La ville est ma maison

Betùn de la compagnieTeatros Trappato mise en scène de Vene Vieitez, avec Cecilia Scrittore et Vene Vieitez, masques d'eux-mêmes. (L'accent du « u » de Betùn est tourné de l'autre côté, je n'en vois pas de semblable sur mon clavier). Betùn veut dire bitume, si j'ai bien compris, les enfants du bitume... Théâtre du Passage à 22h15

On a fort mal dormi de Guillaume Barbot, d'après Patrick Declerck avec Jean-Christophe Quenon, Compagnie Coup de Poker, Théâtre de la Manufacture 16h15.

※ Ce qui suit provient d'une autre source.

//! Field values carried by records
//!
//! Values are opaque to the engine: scalars, byte buffers, one-shot byte
//! streams and nested structures all travel through the same field map.

use std::collections::BTreeMap;
use std::fmt;
use std::io::Read;
use std::sync::{Arc, Mutex, PoisonError};

use serde::{Serialize, Serializer};

/// A single value stored in a record field
#[derive(Debug, Clone)]
pub enum Value {
    /// Explicit null
    Null,
    /// Boolean scalar
    Bool(bool),
    /// Integer scalar
    Int(i64),
    /// Floating point scalar
    Float(f64),
    /// Text scalar
    Text(String),
    /// Immutable byte buffer (cheap to clone)
    Bytes(Arc<[u8]>),
    /// One-shot byte stream, shared by handle between record copies
    Stream(SharedStream),
    /// Ordered list of nested values
    List(Vec<Value>),
    /// Nested structure keyed by name
    Map(BTreeMap<String, Value>),
}

impl Value {
    /// Borrow the text payload, if this is a text value.
    pub fn as_str(&self) -> Option<&str> {
        match self {
            Value::Text(s) => Some(s),
            _ => None,
        }
    }

    /// Borrow the byte payload, if this is a byte buffer.
    pub fn as_bytes(&self) -> Option<&[u8]> {
        match self {
            Value::Bytes(b) => Some(b),
            _ => None,
        }
    }

    /// Convert to JSON for display and export; binary payloads become
    /// lossy UTF-8 text and streams become a placeholder.
    pub fn to_json(&self) -> serde_json::Value {
        match self {
            Value::Null => serde_json::Value::Null,
            Value::Bool(b) => serde_json::Value::Bool(*b),
            Value::Int(i) => serde_json::Value::from(*i),
            Value::Float(f) => serde_json::Number::from_f64(*f)
                .map(serde_json::Value::Number)
                .unwrap_or(serde_json::Value::Null),
            Value::Text(s) => serde_json::Value::String(s.clone()),
            Value::Bytes(b) => serde_json::Value::String(String::from_utf8_lossy(b).into_owned()),
            Value::Stream(_) => serde_json::Value::String("<stream>".to_string()),
            Value::List(items) => serde_json::Value::Array(items.iter().map(Value::to_json).collect()),
            Value::Map(entries) => serde_json::Value::Object(
                entries
                    .iter()
                    .map(|(k, v)| (k.clone(), v.to_json()))
                    .collect(),
            ),
        }
    }
}

impl PartialEq for Value {
    fn eq(&self, other: &Self) -> bool {
        match (self, other) {
            (Value::Null, Value::Null) => true,
            (Value::Bool(a), Value::Bool(b)) => a == b,
            (Value::Int(a), Value::Int(b)) => a == b,
            (Value::Float(a), Value::Float(b)) => a == b,
            (Value::Text(a), Value::Text(b)) => a == b,
            (Value::Bytes(a), Value::Bytes(b)) => a == b,
            (Value::Stream(a), Value::Stream(b)) => a.same_stream(b),
            (Value::List(a), Value::List(b)) => a == b,
            (Value::Map(a), Value::Map(b)) => a == b,
            _ => false,
        }
    }
}

impl fmt::Display for Value {
    fn fmt(&self, f: &mut fmt::Formatter<'_>) -> fmt::Result {
        match self {
            Value::Null => write!(f, "null"),
            Value::Bool(b) => write!(f, "{}", b),
            Value::Int(i) => write!(f, "{}", i),
            Value::Float(x) => write!(f, "{}", x),
            Value::Text(s) => write!(f, "{}", s),
            Value::Bytes(b) => write!(f, "<{} bytes>", b.len()),
            Value::Stream(_) => write!(f, "<stream>"),
            Value::List(items) => {
                write!(f, "[")?;
                for (i, item) in items.iter().enumerate() {
                    if i > 0 {
                        write!(f, ", ")?;
                    }
                    write!(f, "{}", item)?;
                }
                write!(f, "]")
            }
            Value::Map(entries) => {
                write!(f, "{{")?;
                for (i, (k, v)) in entries.iter().enumerate() {
                    if i > 0 {
                        write!(f, ", ")?;
                    }
                    write!(f, "{}={}", k, v)?;
                }
                write!(f, "}}")
            }
        }
    }
}

impl Serialize for Value {
    fn serialize<S: Serializer>(&self, serializer: S) -> Result<S::Ok, S::Error> {
        match self {
            Value::Null => serializer.serialize_unit(),
            Value::Bool(b) => serializer.serialize_bool(*b),
            Value::Int(i) => serializer.serialize_i64(*i),
            Value::Float(f) => serializer.serialize_f64(*f),
            Value::Text(s) => serializer.serialize_str(s),
            Value::Bytes(b) => serializer.serialize_str(&String::from_utf8_lossy(b)),
            Value::Stream(_) => serializer.serialize_str("<stream>"),
            Value::List(items) => serializer.collect_seq(items),
            Value::Map(entries) => serializer.collect_map(entries),
        }
    }
}

impl From<&str> for Value {
    fn from(s: &str) -> Self {
        Value::Text(s.to_string())
    }
}

impl From<String> for Value {
    fn from(s: String) -> Self {
        Value::Text(s)
    }
}

impl From<bool> for Value {
    fn from(b: bool) -> Self {
        Value::Bool(b)
    }
}

impl From<i64> for Value {
    fn from(i: i64) -> Self {
        Value::Int(i)
    }
}

impl From<i32> for Value {
    fn from(i: i32) -> Self {
        Value::Int(i64::from(i))
    }
}

impl From<f64> for Value {
    fn from(x: f64) -> Self {
        Value::Float(x)
    }
}

impl From<Vec<u8>> for Value {
    fn from(bytes: Vec<u8>) -> Self {
        Value::Bytes(bytes.into())
    }
}

impl From<&[u8]> for Value {
    fn from(bytes: &[u8]) -> Self {
        Value::Bytes(bytes.into())
    }
}

impl From<SharedStream> for Value {
    fn from(stream: SharedStream) -> Self {
        Value::Stream(stream)
    }
}

impl From<serde_json::Value> for Value {
    fn from(json: serde_json::Value) -> Self {
        match json {
            serde_json::Value::Null => Value::Null,
            serde_json::Value::Bool(b) => Value::Bool(b),
            serde_json::Value::Number(n) => match n.as_i64() {
                Some(i) => Value::Int(i),
                None => Value::Float(n.as_f64().unwrap_or(f64::NAN)),
            },
            serde_json::Value::String(s) => Value::Text(s),
            serde_json::Value::Array(items) => Value::List(items.into_iter().map(Value::from).collect()),
            serde_json::Value::Object(entries) => Value::Map(
                entries
                    .into_iter()
                    .map(|(k, v)| (k, Value::from(v)))
                    .collect(),
            ),
        }
    }
}

type BoxedReader = Box<dyn Read + Send>;

/// A byte stream that can be opened exactly once.
///
/// Record copies share the same handle; whichever stage opens it first takes
/// ownership of the reader, and the reader is closed when that owner drops it.
#[derive(Clone)]
pub struct SharedStream {
    inner: Arc<Mutex<Option<BoxedReader>>>,
}

impl SharedStream {
    /// Wrap a reader.
    pub fn new(reader: impl Read + Send + 'static) -> Self {
        Self {
            inner: Arc::new(Mutex::new(Some(Box::new(reader)))),
        }
    }

    /// Take the reader out of the handle. Returns `None` once consumed.
    pub fn take(&self) -> Option<BoxedReader> {
        self.inner
            .lock()
            .unwrap_or_else(PoisonError::into_inner)
            .take()
    }

    /// Whether the reader has already been taken.
    pub fn is_consumed(&self) -> bool {
        self.inner
            .lock()
            .unwrap_or_else(PoisonError::into_inner)
            .is_none()
    }

    fn same_stream(&self, other: &SharedStream) -> bool {
        Arc::ptr_eq(&self.inner, &other.inner)
    }
}

impl fmt::Debug for SharedStream {
    fn fmt(&self, f: &mut fmt::Formatter<'_>) -> fmt::Result {
        f.debug_struct("SharedStream")
            .field("consumed", &self.is_consumed())
            .finish()
    }
}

Deux spectacles sur un même thème : les sans-droits, sans-abris, les prolétaires absolus, qui n'ont jamais la parole. Le mot prolétaire signifie ceux qui n'ont que leur progéniture pour subvenir à leurs besoins, ils ont intérêt à être prolifiques (le « prol » de prolétaire et celui de prolifique est le même). Au début du capitalisme, que Marx a décrit et analysé, les ouvriers étaient prolétaires. Cependant, ouvrier et prolétaire, ce n'est pas la même chose. Deux spectacles sur la débrouille quotidienne de ceux qui n'ont rien, absolument rien. Ils vivent en ville mais n'ont pas de maison, la ville est pour eux comme une forêt, ils y dénichent des recoins pour dormir, ne pas trop subir le froid, le vent, la pluie. Ils rusent pour croquer quelque chose quand même, car la faim leur serre le ventre de ses mâchoires d'acier...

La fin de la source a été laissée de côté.